Collected data entries:

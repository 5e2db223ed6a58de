//! Account user endpoints.

use serde::Serialize;

use crate::api::to_arguments;
use crate::clients::{ApiResponse, Arguments, ClientError, ThgHostingClient};

/// A user to invite with [`ThgHostingClient::add_user`].
#[derive(Debug, Clone, Serialize, Default, PartialEq, Eq)]
pub struct NewUser {
    /// Address the invitation is sent to.
    pub email: String,
    /// Given name.
    pub first_name: String,
    /// Family name.
    pub last_name: String,
    /// Roles granted to the user.
    pub roles: Vec<String>,
    /// Sent as the string `"1"` or `"0"`.
    #[serde(serialize_with = "serialize_two_fa")]
    pub two_fa_required: bool,
}

#[allow(clippy::trivially_copy_pass_by_ref)]
fn serialize_two_fa<S: serde::Serializer>(required: &bool, serializer: S) -> Result<S::Ok, S::Error> {
    serializer.serialize_str(if *required { "1" } else { "0" })
}

impl ThgHostingClient {
    /// Lists the account's users.
    ///
    /// # Errors
    ///
    /// See [`ThgHostingClient::request`].
    pub async fn get_user_list(&self) -> Result<ApiResponse, ClientError> {
        self.get("user", Arguments::new()).await
    }

    /// Lists the roles a user can be given.
    ///
    /// # Errors
    ///
    /// See [`ThgHostingClient::request`].
    pub async fn get_user_roles(&self) -> Result<ApiResponse, ClientError> {
        self.get("user/roles", Arguments::new()).await
    }

    /// Returns the user owning the API token.
    ///
    /// # Errors
    ///
    /// See [`ThgHostingClient::request`].
    pub async fn get_user(&self) -> Result<ApiResponse, ClientError> {
        self.get("user/details", Arguments::new()).await
    }

    /// Invites a user to the account.
    ///
    /// # Errors
    ///
    /// See [`ThgHostingClient::request`].
    pub async fn add_user(&self, user: &NewUser) -> Result<ApiResponse, ClientError> {
        self.post("user", to_arguments(user)?).await
    }
}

WHAT THE TASK REQUIRES :: Filter the entries above and copy only the lines that hold "ClientError".

OUTPUT ::
use crate::clients::{ApiResponse, Arguments, ClientError, ThgHostingClient};
    pub async fn get_user_list(&self) -> Result<ApiResponse, ClientError> {
    pub async fn get_user_roles(&self) -> Result<ApiResponse, ClientError> {
    pub async fn get_user(&self) -> Result<ApiResponse, ClientError> {
    pub async fn add_user(&self, user: &NewUser) -> Result<ApiResponse, ClientError> {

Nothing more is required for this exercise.